= Sea turtles in West African traditional medicine =

Traditional medicine refers to the ethnomedical knowledge of societies based on local theory and belief. In West Africa, sea turtles are killed for use in traditional medicine.

West Africa

Many parts of a turtle's body are believed to have healing properties. For example, fat from leatherback turtles is used to treat numerous maladies, such as malaria, seizures and fever. A turtle's blood may be used to treat anemic patients, and their bones to heal those suffering from rickets. The skeletons of sea turtles are believed to aid in the growth of children in villages along the coast of Togo; thus the pulverized bones of sea turtles are sometimes added to a child's bath water. In Cape Verde, sea turtles are used for similar purposes. Islanders protect themselves from evil spirits by boiling a turtle's shell, then bathing in the water. The liver and gallbladder are preserved and used to treat numerous ailments, including anemia and hepatitis. Among Cape Verdean villagers, it is also believed that drinking a sea turtle's blood increases one's lifespan.

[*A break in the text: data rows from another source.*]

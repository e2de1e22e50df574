use crate::errors::{DomainResult, DomainError, ValidationError};
use futures::future::join_all;
use regex::Regex;
use std::future::Future;
use std::pin::Pin;
use std::sync::OnceLock;
use uuid::Uuid;

// Common regex patterns
fn name_regex() -> &'static Regex {
    static NAME_REGEX: OnceLock<Regex> = OnceLock::new();
    NAME_REGEX.get_or_init(|| Regex::new(r"^[A-Za-z][A-Za-z0-9-]{1,63}$").unwrap())
}

fn uuid_regex() -> &'static Regex {
    static UUID_REGEX: OnceLock<Regex> = OnceLock::new();
    UUID_REGEX.get_or_init(|| {
        Regex::new(r"^[0-9a-f]{8}-[0-9a-f]{4}-[0-9a-f]{4}-[0-9a-f]{4}-[0-9a-f]{12}$").unwrap()
    })
}

fn sha256_regex() -> &'static Regex {
    static SHA256_REGEX: OnceLock<Regex> = OnceLock::new();
    SHA256_REGEX.get_or_init(|| Regex::new(r"^[0-9a-f]{64}$").unwrap())
}

/// Struct for configuring validations in a fluent style
#[derive(Default)]
pub struct ValidationBuilder<T> {
    field_name: String,
    value: Option<T>,
    errors: Vec<ValidationError>,
}

/// Generic validation implementations
impl<T> ValidationBuilder<T> {
    pub fn new(field_name: &str, value: Option<T>) -> Self {
        Self {
            field_name: field_name.to_string(),
            value,
            errors: Vec::new(),
        }
    }

    pub fn required(mut self) -> Self
    where
        T: Default + PartialEq,
    {
        if self.value.is_none() || self.value == Some(T::default()) {
            self.errors.push(ValidationError::required(&self.field_name));
        }
        self
    }

    pub fn validate_with<F>(mut self, validator: F) -> Self
    where
        F: FnOnce(&T) -> Result<(), ValidationError>,
    {
        if let Some(value) = &self.value {
            if let Err(err) = validator(value) {
                self.errors.push(err);
            }
        }
        self
    }

    /// Complete validation and return result
    pub fn validate(self) -> DomainResult<()> {
        if self.errors.is_empty() {
            Ok(())
        } else {
            // Return the first error for simplicity
            Err(DomainError::Validation(self.errors[0].clone()))
        }
    }

    /// Complete validation, returning the bare validation error
    pub fn check(self) -> Result<(), ValidationError> {
        if self.errors.is_empty() {
            Ok(())
        } else {
            Err(self.errors[0].clone())
        }
    }
}

/// String-specific validations
impl ValidationBuilder<String> {
    pub fn min_length(mut self, min: usize) -> Self {
        if let Some(value) = &self.value {
            if value.len() < min {
                self.errors
                    .push(ValidationError::min_length(&self.field_name, min));
            }
        }
        self
    }

    pub fn max_length(mut self, max: usize) -> Self {
        if let Some(value) = &self.value {
            if value.len() > max {
                self.errors
                    .push(ValidationError::max_length(&self.field_name, max));
            }
        }
        self
    }

    pub fn matches_pattern(mut self, pattern: &Regex, message: &str) -> Self {
        if let Some(value) = &self.value {
            if !pattern.is_match(value) {
                self.errors
                    .push(ValidationError::format(&self.field_name, message));
            }
        }
        self
    }

    /// Entity-name format: a letter followed by 1..=63 letters, digits
    /// or dashes.
    pub fn entity_name(self) -> Self {
        self.matches_pattern(
            name_regex(),
            "must start with a letter and contain only letters, digits, and dashes (2-64 characters)",
        )
    }

    pub fn uuid_string(self) -> Self {
        self.matches_pattern(uuid_regex(), "must be a valid lowercase hyphenated UUID")
    }

    pub fn sha256_string(self) -> Self {
        self.matches_pattern(sha256_regex(), "must be a 64-character lowercase hex SHA-256")
    }

    pub fn one_of(mut self, allowed_values: &[&str], message: Option<&str>) -> Self {
        if let Some(value) = &self.value {
            if !allowed_values.contains(&value.as_str()) {
                let reason = message.unwrap_or("must be one of the allowed values");
                self.errors
                    .push(ValidationError::invalid_value(&self.field_name, reason));
            }
        }
        self
    }
}

/// Numeric validations
impl<T> ValidationBuilder<T>
where
    T: PartialOrd + Clone + std::fmt::Display,
{
    pub fn min(mut self, min: T) -> Self {
        if let Some(value) = &self.value {
            if value < &min {
                self.errors.push(ValidationError::range(
                    &self.field_name,
                    min.to_string(),
                    "maximum".to_string(),
                ));
            }
        }
        self
    }

    pub fn max(mut self, max: T) -> Self {
        if let Some(value) = &self.value {
            if value > &max {
                self.errors.push(ValidationError::range(
                    &self.field_name,
                    "minimum".to_string(),
                    max.to_string(),
                ));
            }
        }
        self
    }

    pub fn range(mut self, min: T, max: T) -> Self {
        if let Some(value) = &self.value {
            if value < &min || value > &max {
                self.errors.push(ValidationError::range(
                    &self.field_name,
                    min.to_string(),
                    max.to_string(),
                ));
            }
        }
        self
    }
}

/// UUID validation helpers
impl ValidationBuilder<Uuid> {
    pub fn not_nil(mut self) -> Self {
        if let Some(value) = &self.value {
            if *value == Uuid::nil() {
                self.errors.push(ValidationError::invalid_value(
                    &self.field_name,
                    "cannot be a nil UUID",
                ));
            }
        }
        self
    }
}

/// Checks whether a string is an admissible entity name.
pub fn is_valid_entity_name(name: &str) -> bool {
    name_regex().is_match(name)
}

/// Checks whether a string is a well-formed lowercase SHA-256 digest.
pub fn is_valid_sha256(hash: &str) -> bool {
    sha256_regex().is_match(hash)
}

/// Parses a required UUID parameter from its wire form.
pub fn parse_uuid(field_name: &str, value: &str) -> Result<Uuid, ValidationError> {
    Uuid::parse_str(value)
        .map_err(|_| ValidationError::format(field_name, &format!("invalid UUID: {}", value)))
}

/// A single named validation, executed concurrently with its peers.
pub type Check<'a> = Pin<Box<dyn Future<Output = Result<(), ValidationError>> + Send + 'a>>;

/// Boxes a validation future into a [`Check`].
pub fn check<'a, F>(future: F) -> Check<'a>
where
    F: Future<Output = Result<(), ValidationError>> + Send + 'a,
{
    Box::pin(future)
}

/// Runs all checks concurrently; true iff every one passed.
pub async fn all_pass(checks: Vec<Check<'_>>) -> bool {
    join_all(checks).await.iter().all(|result| result.is_ok())
}

/// Runs all checks concurrently and returns the earliest (by
/// position, not completion order) error, if any.
pub async fn first_error(checks: Vec<Check<'_>>) -> Result<(), ValidationError> {
    let results = join_all(checks).await;
    for result in results {
        result?;
    }
    Ok(())
}

#[cfg(test)]
mod tests {
    use super::*;

    #[test]
    fn test_entity_name_validation() {
        assert!(is_valid_entity_name("demo"));
        assert!(is_valid_entity_name("My-Repo-2"));
        assert!(is_valid_entity_name("ab"));
        assert!(!is_valid_entity_name("a")); // too short
        assert!(!is_valid_entity_name("1demo")); // must start with a letter
        assert!(!is_valid_entity_name("demo_repo")); // no underscores
        assert!(!is_valid_entity_name(&format!("a{}", "b".repeat(64)))); // too long
    }

    #[test]
    fn test_sha256_validation() {
        let hash = "a".repeat(64);
        assert!(is_valid_sha256(&hash));
        assert!(!is_valid_sha256("A".repeat(64).as_str())); // uppercase rejected
        assert!(!is_valid_sha256("abc123"));
    }

    #[test]
    fn test_uuid_validation() {
        assert!(parse_uuid("id", "550e8400-e29b-41d4-a716-446655440000").is_ok());
        assert!(parse_uuid("id", "not-a-uuid").is_err());
    }

    #[test]
    fn test_validation_builder() {
        let result = ValidationBuilder::new("name", Some("".to_string()))
            .required()
            .validate();
        assert!(result.is_err());

        let result = ValidationBuilder::new("name", Some("demo".to_string()))
            .required()
            .entity_name()
            .validate();
        assert!(result.is_ok());

        let result = ValidationBuilder::new("save_days", Some(400u32))
            .range(0, 365)
            .validate();
        assert!(result.is_err());

        let value: Option<String> = None;
        let result = ValidationBuilder::new("name", value).required().validate();
        assert!(result.is_err());
    }

    #[tokio::test]
    async fn test_first_error_returns_earliest_by_position() {
        let checks: Vec<Check> = vec![
            check(async { Ok(()) }),
            check(async {
                // Completes last but sits earlier in the array.
                tokio::time::sleep(std::time::Duration::from_millis(20)).await;
                Err(ValidationError::required("owner_id"))
            }),
            check(async { Err(ValidationError::required("branch_name")) }),
        ];
        let err = first_error(checks).await.unwrap_err();
        assert!(matches!(err, ValidationError::Required { field } if field == "owner_id"));
    }

    #[tokio::test]
    async fn test_all_pass() {
        let checks: Vec<Check> = vec![check(async { Ok(()) }), check(async { Ok(()) })];
        assert!(all_pass(checks).await);

        let checks: Vec<Check> = vec![
            check(async { Ok(()) }),
            check(async { Err(ValidationError::custom("nope")) }),
        ];
        assert!(!all_pass(checks).await);
    }
}
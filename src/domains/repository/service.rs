use crate::context::ApplicationContext;
use crate::domains::repo_name::actor::{repository_name_actor_id, RepositoryNameCommand};
use crate::domains::repository::types::{RepositoryCommand, RepositoryDto};
use crate::errors::{DomainError, ServiceResult};
use crate::pipeline::{
    self, parameter_snapshot, path_checks, require_id, CommandResponse, PathParameters,
};
use crate::resolver::{self, repository_name_cache_key};
use crate::types::{EventMetadata, RepositoryStatus, RepositoryVisibility};
use crate::validation::{check, parse_uuid, ValidationBuilder};
use serde::{Deserialize, Serialize};
use uuid::Uuid;

/// Parameters for creating a repository. The client supplies the id;
/// owner and organization may be addressed by id or name.
#[derive(Debug, Clone, Serialize, Deserialize)]
pub struct CreateRepositoryParameters {
    #[serde(flatten)]
    pub path: PathParameters,
    pub new_repository_id: String,
    pub new_repository_name: String,
    pub visibility: RepositoryVisibility,
}

#[derive(Debug, Clone, Serialize, Deserialize)]
pub struct SetRepositoryNameParameters {
    #[serde(flatten)]
    pub path: PathParameters,
    pub new_name: String,
}

#[derive(Debug, Clone, Serialize, Deserialize)]
pub struct SetRepositoryVisibilityParameters {
    #[serde(flatten)]
    pub path: PathParameters,
    pub visibility: RepositoryVisibility,
}

#[derive(Debug, Clone, Serialize, Deserialize)]
pub struct SetRepositoryStatusParameters {
    #[serde(flatten)]
    pub path: PathParameters,
    pub status: RepositoryStatus,
}

#[derive(Debug, Clone, Serialize, Deserialize)]
pub struct SetRecordSavesParameters {
    #[serde(flatten)]
    pub path: PathParameters,
    pub record_saves: bool,
}

#[derive(Debug, Clone, Serialize, Deserialize)]
pub struct SetDefaultServerApiVersionParameters {
    #[serde(flatten)]
    pub path: PathParameters,
    pub default_server_api_version: String,
}

/// Shared parameters of the five retention setters.
#[derive(Debug, Clone, Serialize, Deserialize)]
pub struct SetRetentionDaysParameters {
    #[serde(flatten)]
    pub path: PathParameters,
    pub days: u32,
}

#[derive(Debug, Clone, Serialize, Deserialize)]
pub struct DeleteRepositoryParameters {
    #[serde(flatten)]
    pub path: PathParameters,
    pub delete_reason: String,
    pub force: bool,
}

#[derive(Debug, Clone, Serialize, Deserialize)]
pub struct RepositoryPathParameters {
    #[serde(flatten)]
    pub path: PathParameters,
}

/// Command/query surface for repository entities. Creation and rename
/// also maintain the RepositoryName index actor, which backs
/// name-based resolution.
#[derive(Clone)]
pub struct RepositoryService {
    app: ApplicationContext,
}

== Use of turtle body parts ==
When a turtle is killed, the animal's entire body is used for various belief use practices. Each section of the animal is utilized for a particular purpose and treats specific areas of one's body. Uses also vary between communities.

Skull and skeleton: treats aches and pains, increases strength, growth (Cape Verde)

Meat and eggs: treats malaria, indigestion (Cape Verde, Benin)

Genitalia: increased sexual performance, strength (Cape Verde)

Carapace and plastron: salvation from evil and witchcraft (Cape Verde)

Fat and oil: treats fainting, liver problems, arthritis, and pain relief (Cape Verde, Togo, Benin). Turtle oil is also used to induce vomiting (Togo, Benin).

Liver and gallbladder: treats anemia and hepatitis (Cape Verde)

Blood: increases lifespan, treats anemia and asthma (Cape Verde), rheumatism (Ghana)

== Harvest of turtles ==
The legal framework for sea turtle protection in West African governments is either underdeveloped or absent entirely, although many nations are beginning to address this. Thus, the harvesting of sea turtles is relatively rampant and unchecked, as laws considering turtle consumption are either absent or poorly enforced. Most fishing in West Africa is done from small watercraft rather than commercial vessels, making it increasingly difficult to enforce sea turtle conservation laws. However, all West African coastal nations are relatively recent signatories of international initiatives, such as the Convention on International Trade in Endangered Species of Wild Fauna and Flora (CITES) and the Convention on Biological Diversity (CBD), both of which seek to conserve sea turtle populations. Also, local initiatives are increasing in strength and number. One of the most prevalent of these is TAOLA, a sea turtle conservation network founded in Cape Verde in 2009.

As egg-laying females must deposit their eggs on the beach and bury them in the sand, poachers often allow turtles to lay their eggs on the beach, then kill the turtles and harvest their eggs. These animals and their eggs are then sold on black markets in coastal West African communities for subsistence and use in traditional customs.

== Effect on turtle populations ==
Along with bycatch from commercial fishing, small-scale harvesting for use in traditional medicine has decimated West African turtle populations. As the West African coast is home to some of the largest sea turtle populations in the world, it is one of the most ecologically important sites for sea turtle development.

On Boa Vista Island in Cape Verde, poachers have harvested up to ninety percent of loggerhead turtle eggs in certain areas; this has taken a toll on the reproductive success of the species.

== Remediation ==
A main proponent of sea turtle protection is the World Wildlife Fund (WWF), which works in conjunction with local governance to establish marine protected areas (MPAs). These are monitored to minimize the incursion of poachers and local harvesters for illegal killing and use of sea turtle eggs, meat, and other body parts. The WWF also trains local conservationists to patrol turtle nesting sites.

In order to make the most out of conservation efforts, it is important to consider the livelihoods of those affected by these efforts, rather than solely banning unsustainable use of turtle carcasses. Providing sustainable alternative means of sustenance is paramount in minimizing turtle poaching activity.

In Ada Foah, a Ghanaian coastal fishing town and key sea turtle nesting site, the use of social taboos has helped to protect sea turtle species, such that they are far less likely to be eaten or killed for other purposes. These are self-enforcing among communities which adhere to them, as many believe killing a sea turtle will result in hardship, pain, or even death for the offender. However, these taboos are localized to certain areas, such that citizens of neighboring communities and cities may not believe in them. In areas that do not believe in such taboos, the Ghana Wildlife Division (GWD) has increased turtle protection law enforcement in an effort to decrease sea turtle kill rates.